*** INPUT MATERIAL Section Begins ***

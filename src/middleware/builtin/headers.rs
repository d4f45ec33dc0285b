use crate::config::dynamic::Headers;
use crate::proxy::{BoxFuture, BoxHandler, Handler, HandlerResult, HttpBody};
use hyper::header::{HeaderName, HeaderValue};
use hyper::{HeaderMap, Request};

/// Sets or removes request and response headers.
/// An empty configured value removes the header.
pub struct HeadersMiddleware {
    request: HeaderEdits,
    response: HeaderEdits,
    next: BoxHandler,
}

#[derive(Default)]
struct HeaderEdits {
    set: Vec<(HeaderName, HeaderValue)>,
    remove: Vec<HeaderName>,
}

impl HeaderEdits {
    fn parse<'a>(entries: impl Iterator<Item = (&'a String, &'a String)>) -> Result<Self, String> {
        let mut edits = HeaderEdits::default();
        for (k, v) in entries {
            let name = HeaderName::try_from(k.as_str()).map_err(|_| format!("invalid header name {:?}", k))?;
            if v.is_empty() {
                edits.remove.push(name);
            } else {
                let value = HeaderValue::from_str(v).map_err(|_| format!("invalid value for header {:?}", k))?;
                edits.set.push((name, value));
            }
        }
        Ok(edits)
    }

    #[inline]
    fn apply(&self, headers: &mut HeaderMap) {
        for name in &self.remove {
            headers.remove(name);
        }
        for (name, value) in &self.set {
            headers.insert(name.clone(), value.clone());
        }
    }
}

impl HeadersMiddleware {
    pub fn new(config: &Headers, next: BoxHandler) -> Result<Self, String> {
        Ok(Self {
            request: HeaderEdits::parse(config.custom_request_headers.iter())?,
            response: HeaderEdits::parse(config.custom_response_headers.iter())?,
            next,
        })
    }
}

impl Handler for HeadersMiddleware {
    fn serve(&self, mut req: Request<HttpBody>) -> BoxFuture<'_, HandlerResult> {
        Box::pin(async move {
            self.request.apply(req.headers_mut());
            let mut response = self.next.serve(req).await?;
            self.response.apply(response.headers_mut());
            Ok(response)
        })
    }
}
use crate::router::{find_operator, parse_network, split_call, RuleParseError};
use ipnetwork::IpNetwork;
use std::net::IpAddr;

/// TCP routing rules
#[derive(Debug, Clone)]
pub enum TcpRule {
    /// `HostSNI(`*`)`: match any connection
    CatchAll,
    /// Match by SNI hostname; `*.example.com` matches any subdomain
    HostSni(Vec<String>),
    /// Match by client IP (CIDR)
    ClientIp(Vec<IpNetwork>),
    And(Box<TcpRule>, Box<TcpRule>),
    Or(Box<TcpRule>, Box<TcpRule>),
}

impl TcpRule {
    pub fn parse(input: &str) -> Result<Self, RuleParseError> {
        let input = input.trim();
        if input.is_empty() {
            return Err(RuleParseError::InvalidSyntax("empty rule".into()));
        }

        if let Some(pos) = find_operator(input, "||") {
            return Ok(TcpRule::Or(
                Box::new(Self::parse(&input[..pos])?),
                Box::new(Self::parse(&input[pos + 2..])?),
            ));
        }
        if let Some(pos) = find_operator(input, "&&") {
            return Ok(TcpRule::And(
                Box::new(Self::parse(&input[..pos])?),
                Box::new(Self::parse(&input[pos + 2..])?),
            ));
        }
        if let Some(inner) = input.strip_prefix('(').and_then(|s| s.strip_suffix(')')) {
            return Self::parse(inner);
        }

        let (func_name, args) = split_call(input)?;
        if args.is_empty() {
            return Err(RuleParseError::InvalidSyntax(format!("{} requires an argument", func_name)));
        }

        match func_name {
            "HostSNI" => {
                if args.iter().any(|a| a == "*") {
                    if args.len() > 1 {
                        return Err(RuleParseError::InvalidArgument {
                            func: func_name.to_string(),
                            arg: args.join(", "),
                        });
                    }
                    return Ok(TcpRule::CatchAll);
                }
                Ok(TcpRule::HostSni(args.iter().map(|h| h.to_ascii_lowercase()).collect()))
            }
            "ClientIP" => {
                let networks = args
                    .iter()
                    .map(|s| {
                        parse_network(s).ok_or_else(|| RuleParseError::InvalidArgument {
                            func: func_name.to_string(),
                            arg: s.clone(),
                        })
                    })
                    .collect::<Result<_, _>>()?;
                Ok(TcpRule::ClientIp(networks))
            }
            _ => Err(RuleParseError::UnknownFunction(func_name.to_string())),
        }
    }

    /// Check if a connection matches this rule
    pub fn matches(&self, sni: Option<&str>, client_ip: Option<IpAddr>) -> bool {
        match self {
            TcpRule::CatchAll => true,
            TcpRule::HostSni(hosts) => {
                let Some(sni) = sni else {
                    return false;
                };
                hosts.iter().any(|h| match h.strip_prefix("*.") {
                    Some(domain) => sni
                        .strip_suffix(domain)
                        .is_some_and(|sub| sub.len() > 1 && sub.ends_with('.')),
                    None => h.eq_ignore_ascii_case(sni),
                })
            }
            TcpRule::ClientIp(networks) => client_ip
                .map(|ip| networks.iter().any(|net| net.contains(ip)))
                .unwrap_or(false),
            TcpRule::And(a, b) => a.matches(sni, client_ip) && b.matches(sni, client_ip),
            TcpRule::Or(a, b) => a.matches(sni, client_ip) || b.matches(sni, client_ip),
        }
    }

    /// Whether matching needs a server name, which only a TLS client sends.
    pub fn needs_sni(&self) -> bool {
        match self {
            TcpRule::HostSni(_) => true,
            TcpRule::CatchAll | TcpRule::ClientIp(_) => false,
            TcpRule::And(a, b) | TcpRule::Or(a, b) => a.needs_sni() || b.needs_sni(),
        }
    }

    pub fn is_catch_all(&self) -> bool {
        matches!(self, TcpRule::CatchAll)
    }
}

*** INPUT MATERIAL Section Ends ***

EXERCISE:
Using the entries above, print each one again without any alteration.

OUTPUT OF THE EXERCISE:
filename src/middleware/builtin/headers.rs
repository d4f45ec33dc0285b
use crate::config::dynamic::Headers;
use crate::proxy::{BoxFuture, BoxHandler, Handler, HandlerResult, HttpBody};
use hyper::header::{HeaderName, HeaderValue};
use hyper::{HeaderMap, Request};

/// Sets or removes request and response headers.
/// An empty configured value removes the header.
pub struct HeadersMiddleware {
    request: HeaderEdits,
    response: HeaderEdits,
    next: BoxHandler,
}

#[derive(Default)]
struct HeaderEdits {
    set: Vec<(HeaderName, HeaderValue)>,
    remove: Vec<HeaderName>,
}

impl HeaderEdits {
    fn parse<'a>(entries: impl Iterator<Item = (&'a String, &'a String)>) -> Result<Self, String> {
        let mut edits = HeaderEdits::default();
        for (k, v) in entries {
            let name = HeaderName::try_from(k.as_str()).map_err(|_| format!("invalid header name {:?}", k))?;
            if v.is_empty() {
                edits.remove.push(name);
            } else {
                let value = HeaderValue::from_str(v).map_err(|_| format!("invalid value for header {:?}", k))?;
                edits.set.push((name, value));
            }
        }
        Ok(edits)
    }

    #[inline]
    fn apply(&self, headers: &mut HeaderMap) {
        for name in &self.remove {
            headers.remove(name);
        }
        for (name, value) in &self.set {
            headers.insert(name.clone(), value.clone());
        }
    }
}

impl HeadersMiddleware {
    pub fn new(config: &Headers, next: BoxHandler) -> Result<Self, String> {
        Ok(Self {
            request: HeaderEdits::parse(config.custom_request_headers.iter())?,
            response: HeaderEdits::parse(config.custom_response_headers.iter())?,
            next,
        })
    }
}

impl Handler for HeadersMiddleware {
    fn serve(&self, mut req: Request<HttpBody>) -> BoxFuture<'_, HandlerResult> {
        Box::pin(async move {
            self.request.apply(req.headers_mut());
            let mut response = self.next.serve(req).await?;
            self.response.apply(response.headers_mut());
            Ok(response)
        })
    }
}
use crate::router::{find_operator, parse_network, split_call, RuleParseError};
use ipnetwork::IpNetwork;
use std::net::IpAddr;

/// TCP routing rules
#[derive(Debug, Clone)]
pub enum TcpRule {
    /// `HostSNI(`*`)`: match any connection
    CatchAll,
    /// Match by SNI hostname; `*.example.com` matches any subdomain
    HostSni(Vec<String>),
    /// Match by client IP (CIDR)
    ClientIp(Vec<IpNetwork>),
    And(Box<TcpRule>, Box<TcpRule>),
    Or(Box<TcpRule>, Box<TcpRule>),
}

impl TcpRule {
    pub fn parse(input: &str) -> Result<Self, RuleParseError> {
        let input = input.trim();
        if input.is_empty() {
            return Err(RuleParseError::InvalidSyntax("empty rule".into()));
        }

        if let Some(pos) = find_operator(input, "||") {
            return Ok(TcpRule::Or(
                Box::new(Self::parse(&input[..pos])?),
                Box::new(Self::parse(&input[pos + 2..])?),
            ));
        }
        if let Some(pos) = find_operator(input, "&&") {
            return Ok(TcpRule::And(
                Box::new(Self::parse(&input[..pos])?),
                Box::new(Self::parse(&input[pos + 2..])?),
            ));
        }
        if let Some(inner) = input.strip_prefix('(').and_then(|s| s.strip_suffix(')')) {
            return Self::parse(inner);
        }

        let (func_name, args) = split_call(input)?;
        if args.is_empty() {
            return Err(RuleParseError::InvalidSyntax(format!("{} requires an argument", func_name)));
        }

        match func_name {
            "HostSNI" => {
                if args.iter().any(|a| a == "*") {
                    if args.len() > 1 {
                        return Err(RuleParseError::InvalidArgument {
                            func: func_name.to_string(),
                            arg: args.join(", "),
                        });
                    }
                    return Ok(TcpRule::CatchAll);
                }
                Ok(TcpRule::HostSni(args.iter().map(|h| h.to_ascii_lowercase()).collect()))
            }
            "ClientIP" => {
                let networks = args
                    .iter()
                    .map(|s| {
                        parse_network(s).ok_or_else(|| RuleParseError::InvalidArgument {
                            func: func_name.to_string(),
                            arg: s.clone(),
                        })
                    })
                    .collect::<Result<_, _>>()?;
                Ok(TcpRule::ClientIp(networks))
            }
            _ => Err(RuleParseError::UnknownFunction(func_name.to_string())),
        }
    }

    /// Check if a connection matches this rule
    pub fn matches(&self, sni: Option<&str>, client_ip: Option<IpAddr>) -> bool {
        match self {
            TcpRule::CatchAll => true,
            TcpRule::HostSni(hosts) => {
                let Some(sni) = sni else {
                    return false;
                };
                hosts.iter().any(|h| match h.strip_prefix("*.") {
                    Some(domain) => sni
                        .strip_suffix(domain)
                        .is_some_and(|sub| sub.len() > 1 && sub.ends_with('.')),
                    None => h.eq_ignore_ascii_case(sni),
                })
            }
            TcpRule::ClientIp(networks) => client_ip
                .map(|ip| networks.iter().any(|net| net.contains(ip)))
                .unwrap_or(false),
            TcpRule::And(a, b) => a.matches(sni, client_ip) && b.matches(sni, client_ip),
            TcpRule::Or(a, b) => a.matches(sni, client_ip) || b.matches(sni, client_ip),
        }
    }

    /// Whether matching needs a server name, which only a TLS client sends.
    pub fn needs_sni(&self) -> bool {
        match self {
            TcpRule::HostSni(_) => true,
            TcpRule::CatchAll | TcpRule::ClientIp(_) => false,
            TcpRule::And(a, b) | TcpRule::Or(a, b) => a.needs_sni() || b.needs_sni(),
        }
    }

    pub fn is_catch_all(&self) -> bool {
        matches!(self, TcpRule::CatchAll)
    }
}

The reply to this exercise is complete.